Work order:
Scan the records below, and wherever a line has the word "MySqlJobRunRepository", pull it out.

::: Material to process

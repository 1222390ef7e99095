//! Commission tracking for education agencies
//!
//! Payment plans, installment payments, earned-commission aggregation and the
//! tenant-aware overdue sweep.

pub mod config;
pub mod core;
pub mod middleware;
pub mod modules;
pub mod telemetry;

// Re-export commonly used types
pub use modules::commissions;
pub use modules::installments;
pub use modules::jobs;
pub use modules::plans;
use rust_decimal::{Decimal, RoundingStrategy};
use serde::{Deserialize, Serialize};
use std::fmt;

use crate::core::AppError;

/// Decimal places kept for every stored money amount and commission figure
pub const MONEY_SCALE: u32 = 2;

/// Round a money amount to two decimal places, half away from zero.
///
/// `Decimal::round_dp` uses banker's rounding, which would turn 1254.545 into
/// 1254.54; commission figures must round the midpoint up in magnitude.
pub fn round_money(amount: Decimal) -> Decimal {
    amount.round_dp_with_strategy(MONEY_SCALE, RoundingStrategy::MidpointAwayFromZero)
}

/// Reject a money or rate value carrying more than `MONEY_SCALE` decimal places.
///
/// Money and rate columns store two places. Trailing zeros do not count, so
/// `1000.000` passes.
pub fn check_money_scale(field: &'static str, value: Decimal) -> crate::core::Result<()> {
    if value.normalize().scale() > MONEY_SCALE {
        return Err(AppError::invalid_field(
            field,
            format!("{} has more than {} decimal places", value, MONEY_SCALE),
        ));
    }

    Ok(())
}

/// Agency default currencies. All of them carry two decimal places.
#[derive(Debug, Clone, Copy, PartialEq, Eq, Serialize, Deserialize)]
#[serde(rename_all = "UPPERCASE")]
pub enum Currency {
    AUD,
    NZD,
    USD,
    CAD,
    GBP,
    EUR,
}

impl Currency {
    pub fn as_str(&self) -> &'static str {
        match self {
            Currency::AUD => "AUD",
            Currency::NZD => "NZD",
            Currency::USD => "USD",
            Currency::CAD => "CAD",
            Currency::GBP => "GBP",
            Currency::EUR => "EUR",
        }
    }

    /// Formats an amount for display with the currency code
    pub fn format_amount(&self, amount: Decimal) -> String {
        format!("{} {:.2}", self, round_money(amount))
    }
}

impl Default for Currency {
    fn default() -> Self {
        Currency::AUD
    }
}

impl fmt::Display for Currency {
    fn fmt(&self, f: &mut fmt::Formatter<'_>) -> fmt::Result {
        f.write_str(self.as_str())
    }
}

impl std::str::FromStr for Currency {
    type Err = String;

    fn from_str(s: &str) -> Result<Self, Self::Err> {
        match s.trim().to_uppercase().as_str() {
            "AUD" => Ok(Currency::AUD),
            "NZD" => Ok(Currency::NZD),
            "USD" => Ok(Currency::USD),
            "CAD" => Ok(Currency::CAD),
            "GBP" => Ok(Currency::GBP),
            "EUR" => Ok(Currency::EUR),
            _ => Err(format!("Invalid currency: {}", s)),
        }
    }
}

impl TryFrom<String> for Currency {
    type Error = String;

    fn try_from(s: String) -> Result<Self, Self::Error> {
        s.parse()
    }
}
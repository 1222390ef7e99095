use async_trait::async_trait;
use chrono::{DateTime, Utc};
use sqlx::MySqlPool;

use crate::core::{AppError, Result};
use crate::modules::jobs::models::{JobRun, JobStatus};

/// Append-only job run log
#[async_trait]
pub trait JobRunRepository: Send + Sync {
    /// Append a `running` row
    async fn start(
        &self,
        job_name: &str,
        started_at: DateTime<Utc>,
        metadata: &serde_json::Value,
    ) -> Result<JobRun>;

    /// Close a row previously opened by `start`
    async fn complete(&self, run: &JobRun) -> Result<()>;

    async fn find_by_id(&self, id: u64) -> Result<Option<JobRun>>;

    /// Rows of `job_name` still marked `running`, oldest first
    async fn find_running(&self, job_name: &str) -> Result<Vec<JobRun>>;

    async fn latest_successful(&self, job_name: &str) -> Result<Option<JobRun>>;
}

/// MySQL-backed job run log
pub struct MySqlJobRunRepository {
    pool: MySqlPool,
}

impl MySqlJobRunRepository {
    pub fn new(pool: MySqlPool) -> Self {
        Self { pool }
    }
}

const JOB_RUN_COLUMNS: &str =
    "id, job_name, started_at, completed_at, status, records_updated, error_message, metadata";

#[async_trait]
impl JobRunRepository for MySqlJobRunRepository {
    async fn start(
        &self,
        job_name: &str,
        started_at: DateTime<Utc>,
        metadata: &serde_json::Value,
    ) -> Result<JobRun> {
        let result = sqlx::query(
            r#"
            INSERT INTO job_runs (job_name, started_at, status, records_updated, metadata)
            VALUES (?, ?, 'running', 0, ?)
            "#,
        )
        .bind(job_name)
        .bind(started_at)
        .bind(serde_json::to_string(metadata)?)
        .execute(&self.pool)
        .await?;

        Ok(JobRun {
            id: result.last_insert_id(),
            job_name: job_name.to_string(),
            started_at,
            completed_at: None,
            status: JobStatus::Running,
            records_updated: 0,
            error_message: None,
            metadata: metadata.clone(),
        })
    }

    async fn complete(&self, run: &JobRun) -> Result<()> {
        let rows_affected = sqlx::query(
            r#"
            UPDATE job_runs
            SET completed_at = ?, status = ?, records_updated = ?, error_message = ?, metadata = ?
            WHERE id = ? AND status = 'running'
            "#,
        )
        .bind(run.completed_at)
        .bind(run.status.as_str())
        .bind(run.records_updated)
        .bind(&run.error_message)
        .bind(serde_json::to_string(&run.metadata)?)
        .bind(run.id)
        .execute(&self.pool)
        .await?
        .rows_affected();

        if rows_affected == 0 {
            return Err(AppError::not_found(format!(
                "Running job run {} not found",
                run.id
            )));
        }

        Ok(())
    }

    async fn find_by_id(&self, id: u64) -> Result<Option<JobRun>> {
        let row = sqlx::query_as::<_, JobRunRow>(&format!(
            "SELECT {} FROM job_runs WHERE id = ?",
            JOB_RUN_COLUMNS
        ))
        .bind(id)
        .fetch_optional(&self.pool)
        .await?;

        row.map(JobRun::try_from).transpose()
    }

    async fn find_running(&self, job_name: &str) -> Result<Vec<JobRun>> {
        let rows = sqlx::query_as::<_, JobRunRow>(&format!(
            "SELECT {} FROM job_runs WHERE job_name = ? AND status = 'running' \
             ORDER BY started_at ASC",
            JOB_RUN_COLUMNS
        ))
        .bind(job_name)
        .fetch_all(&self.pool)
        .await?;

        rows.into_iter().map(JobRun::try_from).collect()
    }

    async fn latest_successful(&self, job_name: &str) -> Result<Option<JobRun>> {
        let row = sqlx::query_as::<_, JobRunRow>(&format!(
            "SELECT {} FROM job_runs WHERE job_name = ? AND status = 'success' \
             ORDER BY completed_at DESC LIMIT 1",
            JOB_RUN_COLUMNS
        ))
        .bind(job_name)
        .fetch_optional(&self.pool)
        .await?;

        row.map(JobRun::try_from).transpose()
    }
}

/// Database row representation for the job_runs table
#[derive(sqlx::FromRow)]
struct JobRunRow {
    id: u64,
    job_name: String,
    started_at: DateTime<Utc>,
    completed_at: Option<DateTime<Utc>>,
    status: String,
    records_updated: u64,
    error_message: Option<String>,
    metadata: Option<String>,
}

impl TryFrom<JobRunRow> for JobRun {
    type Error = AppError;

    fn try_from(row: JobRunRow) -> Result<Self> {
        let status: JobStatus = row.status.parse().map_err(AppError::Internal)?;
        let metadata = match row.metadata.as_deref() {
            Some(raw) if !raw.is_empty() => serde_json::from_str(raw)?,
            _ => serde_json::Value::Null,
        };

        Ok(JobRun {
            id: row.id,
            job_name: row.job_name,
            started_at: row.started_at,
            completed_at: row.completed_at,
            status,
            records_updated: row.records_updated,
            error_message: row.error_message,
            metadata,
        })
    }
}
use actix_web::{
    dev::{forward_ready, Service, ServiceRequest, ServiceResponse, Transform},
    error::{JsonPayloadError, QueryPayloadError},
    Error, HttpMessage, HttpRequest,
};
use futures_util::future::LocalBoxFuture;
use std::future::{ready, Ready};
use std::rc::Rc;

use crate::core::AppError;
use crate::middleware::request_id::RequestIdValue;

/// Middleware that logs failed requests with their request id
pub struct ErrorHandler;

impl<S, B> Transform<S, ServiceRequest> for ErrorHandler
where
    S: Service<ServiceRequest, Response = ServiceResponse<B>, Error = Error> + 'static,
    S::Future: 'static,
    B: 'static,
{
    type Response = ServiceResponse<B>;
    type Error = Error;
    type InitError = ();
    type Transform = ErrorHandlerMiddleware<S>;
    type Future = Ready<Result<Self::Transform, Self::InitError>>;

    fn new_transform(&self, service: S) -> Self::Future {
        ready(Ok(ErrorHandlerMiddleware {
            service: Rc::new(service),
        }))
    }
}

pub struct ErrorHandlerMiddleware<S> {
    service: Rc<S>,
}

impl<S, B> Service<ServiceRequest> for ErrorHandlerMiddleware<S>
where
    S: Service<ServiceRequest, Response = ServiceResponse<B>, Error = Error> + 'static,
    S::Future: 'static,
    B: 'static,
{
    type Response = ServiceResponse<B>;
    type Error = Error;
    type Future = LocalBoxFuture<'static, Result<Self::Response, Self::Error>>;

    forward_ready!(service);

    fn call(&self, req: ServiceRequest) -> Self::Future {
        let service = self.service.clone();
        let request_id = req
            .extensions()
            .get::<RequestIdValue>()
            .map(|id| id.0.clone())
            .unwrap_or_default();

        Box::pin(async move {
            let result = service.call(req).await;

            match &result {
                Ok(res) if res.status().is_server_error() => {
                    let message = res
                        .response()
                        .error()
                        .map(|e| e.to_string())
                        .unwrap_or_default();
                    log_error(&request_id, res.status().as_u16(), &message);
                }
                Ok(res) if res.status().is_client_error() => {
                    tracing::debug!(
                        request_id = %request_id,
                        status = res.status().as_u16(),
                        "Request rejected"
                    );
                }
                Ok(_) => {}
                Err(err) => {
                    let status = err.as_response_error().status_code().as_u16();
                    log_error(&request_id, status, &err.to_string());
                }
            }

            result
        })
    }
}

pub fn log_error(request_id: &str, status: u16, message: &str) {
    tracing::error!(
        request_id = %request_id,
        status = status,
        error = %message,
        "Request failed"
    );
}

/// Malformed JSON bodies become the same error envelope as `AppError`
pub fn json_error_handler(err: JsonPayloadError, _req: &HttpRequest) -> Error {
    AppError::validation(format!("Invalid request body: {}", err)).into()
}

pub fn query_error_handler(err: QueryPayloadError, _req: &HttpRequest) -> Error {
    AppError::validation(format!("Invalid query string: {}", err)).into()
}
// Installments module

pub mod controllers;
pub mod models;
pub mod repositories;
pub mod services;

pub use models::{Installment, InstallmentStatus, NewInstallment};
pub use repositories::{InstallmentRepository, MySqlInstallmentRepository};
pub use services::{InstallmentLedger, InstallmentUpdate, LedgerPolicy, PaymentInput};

::::::

Exercise response:
pub struct MySqlJobRunRepository {
impl MySqlJobRunRepository {
impl JobRunRepository for MySqlJobRunRepository {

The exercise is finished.